# Description of the task:
Pull out each line of the records holding the string "user".

# Available data:
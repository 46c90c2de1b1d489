//! The navigation guard: one decision per attempted page transition.
//!
//! Rules are evaluated in a fixed order and short-circuit. Getting the order
//! wrong either opens a hole (a public route escaping the forced
//! password-change flow) or builds a redirect loop, so the order lives here
//! in one place instead of nested conditionals spread over pages.
//!
//! The guard never fails and performs no I/O; ambiguity is resolved by
//! denying (fail-closed).

#[cfg(test)]
#[path = "guard_test.rs"]
mod guard_test;

use crate::nav::authorize;
use crate::nav::routes::{RouteMeta, RouteName};
use crate::state::session::Session;

/// Outcome of a guard evaluation.
#[derive(Clone, Copy, Debug, PartialEq, Eq)]
pub enum Decision {
    Proceed,
    RedirectTo(RouteName),
}

/// Decide whether navigating to `target` is allowed under `session`.
pub fn evaluate(target: &RouteMeta, session: Option<&Session>) -> Decision {
    if let Some(session) = session {
        // A pending first login dominates every other rule, including the
        // auth requirement: even a public route cannot escape the mandatory
        // password change.
        if session.user.first_login && target.name != RouteName::ChangePassword {
            return Decision::RedirectTo(RouteName::ChangePassword);
        }
        // The flow cannot be revisited once complete.
        if !session.user.first_login && target.name == RouteName::ChangePassword {
            return Decision::RedirectTo(RouteName::Dashboard);
        }
    }

    if target.requires_auth && session.is_none() {
        return Decision::RedirectTo(RouteName::Login);
    }

    if let Some(roles) = target.allowed_roles {
        match session {
            Some(session) if authorize::is_allowed(session.user.role, Some(roles)) => {}
            Some(_) => return Decision::RedirectTo(RouteName::AccessDenied),
            // A role allow-list implies authentication, whatever the
            // route's own requires_auth flag says.
            None => return Decision::RedirectTo(RouteName::Login),
        }
    }

    if session.is_some() && target.name == RouteName::Login {
        return Decision::RedirectTo(RouteName::Dashboard);
    }

    Decision::Proceed
}
use super::*;
use crate::net::error::remote;

// =============================================================
// Login failure classification
// =============================================================

#[test]
fn login_401_is_invalid_credentials() {
    let err = remote(401, r#"{"message":"bad credentials"}"#);
    assert_eq!(classify_login(err), ApiError::InvalidCredentials);
}

#[test]
fn login_403_is_account_disabled() {
    let err = remote(403, r#"{"message":"account deactivated"}"#);
    assert_eq!(classify_login(err), ApiError::AccountDisabled);
}

#[test]
fn login_other_statuses_stay_remote() {
    let err = classify_login(remote(500, r#"{"message":"boom"}"#));
    assert_eq!(
        err,
        ApiError::Remote {
            status: 500,
            message: "boom".to_owned()
        }
    );
}

#[test]
fn login_transport_failure_stays_unreachable() {
    assert_eq!(classify_login(ApiError::Unreachable), ApiError::Unreachable);
}

// =============================================================
// Password-change failure classification
// =============================================================

#[test]
fn password_change_400_is_wrong_old_password() {
    let err = remote(400, r#"{"error":"old password mismatch"}"#);
    assert_eq!(classify_password_change(err), ApiError::WrongOldPassword);
}

#[test]
fn password_change_other_statuses_stay_remote() {
    let err = classify_password_change(remote(404, "{}"));
    assert_eq!(
        err,
        ApiError::Remote {
            status: 404,
            message: String::new()
        }
    );
}

// =============================================================
// Remote message extraction
// =============================================================

#[test]
fn remote_prefers_message_then_error_field() {
    assert_eq!(
        remote(500, r#"{"message":"m1","error":"m2"}"#),
        ApiError::Remote {
            status: 500,
            message: "m1".to_owned()
        }
    );
    assert_eq!(
        remote(500, r#"{"error":"m2"}"#),
        ApiError::Remote {
            status: 500,
            message: "m2".to_owned()
        }
    );
}

#[test]
fn remote_tolerates_non_json_bodies() {
    assert_eq!(
        remote(502, "<html>Bad Gateway</html>"),
        ApiError::Remote {
            status: 502,
            message: String::new()
        }
    );
}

# Response:
        if session.user.first_login && target.name != RouteName::ChangePassword {
        if !session.user.first_login && target.name == RouteName::ChangePassword {
            Some(session) if authorize::is_allowed(session.user.role, Some(roles)) => {}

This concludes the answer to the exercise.